== RECORDS TO PROCESS
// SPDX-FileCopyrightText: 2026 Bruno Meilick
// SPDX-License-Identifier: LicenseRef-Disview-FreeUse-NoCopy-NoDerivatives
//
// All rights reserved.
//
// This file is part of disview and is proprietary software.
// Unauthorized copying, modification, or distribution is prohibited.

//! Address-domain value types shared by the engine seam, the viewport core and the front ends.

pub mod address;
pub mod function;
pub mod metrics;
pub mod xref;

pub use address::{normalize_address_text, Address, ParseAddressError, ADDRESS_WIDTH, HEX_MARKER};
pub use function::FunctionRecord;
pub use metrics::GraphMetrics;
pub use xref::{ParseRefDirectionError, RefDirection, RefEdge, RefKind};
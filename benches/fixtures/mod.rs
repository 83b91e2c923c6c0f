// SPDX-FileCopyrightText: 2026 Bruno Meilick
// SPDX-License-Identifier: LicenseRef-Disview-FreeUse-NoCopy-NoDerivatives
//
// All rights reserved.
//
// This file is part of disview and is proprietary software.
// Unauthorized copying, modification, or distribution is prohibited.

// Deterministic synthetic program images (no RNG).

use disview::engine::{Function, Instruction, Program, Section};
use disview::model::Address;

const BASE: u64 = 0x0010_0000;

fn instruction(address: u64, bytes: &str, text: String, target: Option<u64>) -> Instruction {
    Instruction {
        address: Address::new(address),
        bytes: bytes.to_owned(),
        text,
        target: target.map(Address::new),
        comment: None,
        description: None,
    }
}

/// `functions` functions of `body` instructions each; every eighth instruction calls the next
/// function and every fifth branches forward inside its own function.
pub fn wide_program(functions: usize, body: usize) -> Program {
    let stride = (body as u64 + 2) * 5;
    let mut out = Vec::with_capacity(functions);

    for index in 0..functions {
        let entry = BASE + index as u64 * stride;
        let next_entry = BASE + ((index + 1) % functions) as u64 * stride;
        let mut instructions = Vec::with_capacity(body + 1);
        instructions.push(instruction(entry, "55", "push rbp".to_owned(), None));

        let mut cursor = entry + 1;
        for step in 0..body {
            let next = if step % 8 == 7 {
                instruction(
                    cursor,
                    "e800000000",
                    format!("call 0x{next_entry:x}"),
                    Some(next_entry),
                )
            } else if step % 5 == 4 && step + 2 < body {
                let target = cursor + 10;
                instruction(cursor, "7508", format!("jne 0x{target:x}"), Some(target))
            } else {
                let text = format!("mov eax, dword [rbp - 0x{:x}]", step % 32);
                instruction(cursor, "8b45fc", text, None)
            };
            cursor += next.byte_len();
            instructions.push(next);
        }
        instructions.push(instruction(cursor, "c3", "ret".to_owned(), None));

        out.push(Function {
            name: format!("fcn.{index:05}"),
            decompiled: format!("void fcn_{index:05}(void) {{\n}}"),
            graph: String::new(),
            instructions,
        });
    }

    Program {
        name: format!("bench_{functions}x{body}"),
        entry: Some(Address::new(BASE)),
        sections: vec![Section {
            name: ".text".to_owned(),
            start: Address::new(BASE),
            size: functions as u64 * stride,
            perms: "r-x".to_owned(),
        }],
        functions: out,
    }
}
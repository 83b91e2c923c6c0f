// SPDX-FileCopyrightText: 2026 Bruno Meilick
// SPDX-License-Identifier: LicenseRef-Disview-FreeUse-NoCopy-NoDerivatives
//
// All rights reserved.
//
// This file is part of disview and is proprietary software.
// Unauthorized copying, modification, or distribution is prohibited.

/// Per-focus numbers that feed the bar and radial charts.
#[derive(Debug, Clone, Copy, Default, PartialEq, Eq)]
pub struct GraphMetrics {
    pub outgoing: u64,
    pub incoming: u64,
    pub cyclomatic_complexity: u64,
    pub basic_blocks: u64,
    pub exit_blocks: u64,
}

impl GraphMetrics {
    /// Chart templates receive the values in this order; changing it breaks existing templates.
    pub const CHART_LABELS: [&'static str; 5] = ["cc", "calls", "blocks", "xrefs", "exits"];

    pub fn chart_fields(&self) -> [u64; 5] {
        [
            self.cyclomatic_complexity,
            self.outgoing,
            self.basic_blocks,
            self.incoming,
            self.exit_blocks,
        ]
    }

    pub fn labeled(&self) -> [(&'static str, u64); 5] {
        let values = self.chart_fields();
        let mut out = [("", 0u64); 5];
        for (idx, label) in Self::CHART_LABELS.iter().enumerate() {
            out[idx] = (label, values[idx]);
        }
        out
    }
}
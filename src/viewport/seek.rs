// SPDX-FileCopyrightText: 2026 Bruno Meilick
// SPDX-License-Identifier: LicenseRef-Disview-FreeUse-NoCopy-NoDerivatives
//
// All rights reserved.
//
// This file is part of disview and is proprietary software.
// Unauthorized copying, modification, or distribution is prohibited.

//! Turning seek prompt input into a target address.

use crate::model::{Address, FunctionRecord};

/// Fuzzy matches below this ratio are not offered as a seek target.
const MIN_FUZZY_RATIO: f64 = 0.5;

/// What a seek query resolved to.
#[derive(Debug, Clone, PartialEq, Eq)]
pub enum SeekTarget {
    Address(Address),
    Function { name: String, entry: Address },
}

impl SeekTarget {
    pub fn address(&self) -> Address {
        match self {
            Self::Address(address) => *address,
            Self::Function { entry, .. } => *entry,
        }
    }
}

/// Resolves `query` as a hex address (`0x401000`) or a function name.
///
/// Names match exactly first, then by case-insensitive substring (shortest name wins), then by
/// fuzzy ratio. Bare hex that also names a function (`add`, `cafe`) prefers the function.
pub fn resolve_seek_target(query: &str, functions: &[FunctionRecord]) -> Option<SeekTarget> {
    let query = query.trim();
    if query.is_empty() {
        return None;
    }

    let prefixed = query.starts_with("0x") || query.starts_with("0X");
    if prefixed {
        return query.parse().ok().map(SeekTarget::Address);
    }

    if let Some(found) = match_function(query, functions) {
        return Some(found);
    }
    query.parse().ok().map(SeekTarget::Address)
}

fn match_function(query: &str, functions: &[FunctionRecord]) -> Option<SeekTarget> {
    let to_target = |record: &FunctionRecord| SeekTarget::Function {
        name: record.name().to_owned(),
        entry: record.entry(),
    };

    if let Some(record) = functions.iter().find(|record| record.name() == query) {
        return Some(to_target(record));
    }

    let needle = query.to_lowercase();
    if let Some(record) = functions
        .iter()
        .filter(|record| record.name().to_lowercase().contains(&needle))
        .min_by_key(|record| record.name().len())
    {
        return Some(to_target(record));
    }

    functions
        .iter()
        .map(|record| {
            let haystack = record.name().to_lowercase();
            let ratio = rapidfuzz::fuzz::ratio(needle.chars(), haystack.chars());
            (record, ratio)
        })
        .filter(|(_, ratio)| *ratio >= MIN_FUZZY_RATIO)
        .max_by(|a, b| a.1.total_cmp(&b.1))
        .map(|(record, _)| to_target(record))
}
====
WHAT THE TASK ASKS:
Every line of the material above should be transcribed as it stands.

RESPONSE BELOW:
// SPDX-FileCopyrightText: 2026 Bruno Meilick
// SPDX-License-Identifier: LicenseRef-Disview-FreeUse-NoCopy-NoDerivatives
//
// All rights reserved.
//
// This file is part of disview and is proprietary software.
// Unauthorized copying, modification, or distribution is prohibited.

//! Address-domain value types shared by the engine seam, the viewport core and the front ends.

pub mod address;
pub mod function;
pub mod metrics;
pub mod xref;

pub use address::{normalize_address_text, Address, ParseAddressError, ADDRESS_WIDTH, HEX_MARKER};
pub use function::FunctionRecord;
pub use metrics::GraphMetrics;
pub use xref::{ParseRefDirectionError, RefDirection, RefEdge, RefKind};
filename benches/fixtures/mod.rs
repository 83b91e2c923c6c0f
// SPDX-FileCopyrightText: 2026 Bruno Meilick
// SPDX-License-Identifier: LicenseRef-Disview-FreeUse-NoCopy-NoDerivatives
//
// All rights reserved.
//
// This file is part of disview and is proprietary software.
// Unauthorized copying, modification, or distribution is prohibited.

// Deterministic synthetic program images (no RNG).

use disview::engine::{Function, Instruction, Program, Section};
use disview::model::Address;

const BASE: u64 = 0x0010_0000;

fn instruction(address: u64, bytes: &str, text: String, target: Option<u64>) -> Instruction {
    Instruction {
        address: Address::new(address),
        bytes: bytes.to_owned(),
        text,
        target: target.map(Address::new),
        comment: None,
        description: None,
    }
}

/// `functions` functions of `body` instructions each; every eighth instruction calls the next
/// function and every fifth branches forward inside its own function.
pub fn wide_program(functions: usize, body: usize) -> Program {
    let stride = (body as u64 + 2) * 5;
    let mut out = Vec::with_capacity(functions);

    for index in 0..functions {
        let entry = BASE + index as u64 * stride;
        let next_entry = BASE + ((index + 1) % functions) as u64 * stride;
        let mut instructions = Vec::with_capacity(body + 1);
        instructions.push(instruction(entry, "55", "push rbp".to_owned(), None));

        let mut cursor = entry + 1;
        for step in 0..body {
            let next = if step % 8 == 7 {
                instruction(
                    cursor,
                    "e800000000",
                    format!("call 0x{next_entry:x}"),
                    Some(next_entry),
                )
            } else if step % 5 == 4 && step + 2 < body {
                let target = cursor + 10;
                instruction(cursor, "7508", format!("jne 0x{target:x}"), Some(target))
            } else {
                let text = format!("mov eax, dword [rbp - 0x{:x}]", step % 32);
                instruction(cursor, "8b45fc", text, None)
            };
            cursor += next.byte_len();
            instructions.push(next);
        }
        instructions.push(instruction(cursor, "c3", "ret".to_owned(), None));

        out.push(Function {
            name: format!("fcn.{index:05}"),
            decompiled: format!("void fcn_{index:05}(void) {{\n}}"),
            graph: String::new(),
            instructions,
        });
    }

    Program {
        name: format!("bench_{functions}x{body}"),
        entry: Some(Address::new(BASE)),
        sections: vec![Section {
            name: ".text".to_owned(),
            start: Address::new(BASE),
            size: functions as u64 * stride,
            perms: "r-x".to_owned(),
        }],
        functions: out,
    }
}
repository 83b91e2c923c6c0f
// SPDX-FileCopyrightText: 2026 Bruno Meilick
// SPDX-License-Identifier: LicenseRef-Disview-FreeUse-NoCopy-NoDerivatives
//
// All rights reserved.
//
// This file is part of disview and is proprietary software.
// Unauthorized copying, modification, or distribution is prohibited.

/// Per-focus numbers that feed the bar and radial charts.
#[derive(Debug, Clone, Copy, Default, PartialEq, Eq)]
pub struct GraphMetrics {
    pub outgoing: u64,
    pub incoming: u64,
    pub cyclomatic_complexity: u64,
    pub basic_blocks: u64,
    pub exit_blocks: u64,
}

impl GraphMetrics {
    /// Chart templates receive the values in this order; changing it breaks existing templates.
    pub const CHART_LABELS: [&'static str; 5] = ["cc", "calls", "blocks", "xrefs", "exits"];

    pub fn chart_fields(&self) -> [u64; 5] {
        [
            self.cyclomatic_complexity,
            self.outgoing,
            self.basic_blocks,
            self.incoming,
            self.exit_blocks,
        ]
    }

    pub fn labeled(&self) -> [(&'static str, u64); 5] {
        let values = self.chart_fields();
        let mut out = [("", 0u64); 5];
        for (idx, label) in Self::CHART_LABELS.iter().enumerate() {
            out[idx] = (label, values[idx]);
        }
        out
    }
}
filename src/viewport/seek.rs
// SPDX-FileCopyrightText: 2026 Bruno Meilick
// SPDX-License-Identifier: LicenseRef-Disview-FreeUse-NoCopy-NoDerivatives
//
// All rights reserved.
//
// This file is part of disview and is proprietary software.
// Unauthorized copying, modification, or distribution is prohibited.

//! Turning seek prompt input into a target address.

use crate::model::{Address, FunctionRecord};

/// Fuzzy matches below this ratio are not offered as a seek target.
const MIN_FUZZY_RATIO: f64 = 0.5;

/// What a seek query resolved to.
#[derive(Debug, Clone, PartialEq, Eq)]
pub enum SeekTarget {
    Address(Address),
    Function { name: String, entry: Address },
}

impl SeekTarget {
    pub fn address(&self) -> Address {
        match self {
            Self::Address(address) => *address,
            Self::Function { entry, .. } => *entry,
        }
    }
}

/// Resolves `query` as a hex address (`0x401000`) or a function name.
///
/// Names match exactly first, then by case-insensitive substring (shortest name wins), then by
/// fuzzy ratio. Bare hex that also names a function (`add`, `cafe`) prefers the function.
pub fn resolve_seek_target(query: &str, functions: &[FunctionRecord]) -> Option<SeekTarget> {
    let query = query.trim();
    if query.is_empty() {
        return None;
    }

    let prefixed = query.starts_with("0x") || query.starts_with("0X");
    if prefixed {
        return query.parse().ok().map(SeekTarget::Address);
    }

    if let Some(found) = match_function(query, functions) {
        return Some(found);
    }
    query.parse().ok().map(SeekTarget::Address)
}

fn match_function(query: &str, functions: &[FunctionRecord]) -> Option<SeekTarget> {
    let to_target = |record: &FunctionRecord| SeekTarget::Function {
        name: record.name().to_owned(),
        entry: record.entry(),
    };

    if let Some(record) = functions.iter().find(|record| record.name() == query) {
        return Some(to_target(record));
    }

    let needle = query.to_lowercase();
    if let Some(record) = functions
        .iter()
        .filter(|record| record.name().to_lowercase().contains(&needle))
        .min_by_key(|record| record.name().len())
    {
        return Some(to_target(record));
    }

    functions
        .iter()
        .map(|record| {
            let haystack = record.name().to_lowercase();
            let ratio = rapidfuzz::fuzz::ratio(needle.chars(), haystack.chars());
            (record, ratio)
        })
        .filter(|(_, ratio)| *ratio >= MIN_FUZZY_RATIO)
        .max_by(|a, b| a.1.total_cmp(&b.1))
        .map(|(record, _)| to_target(record))
}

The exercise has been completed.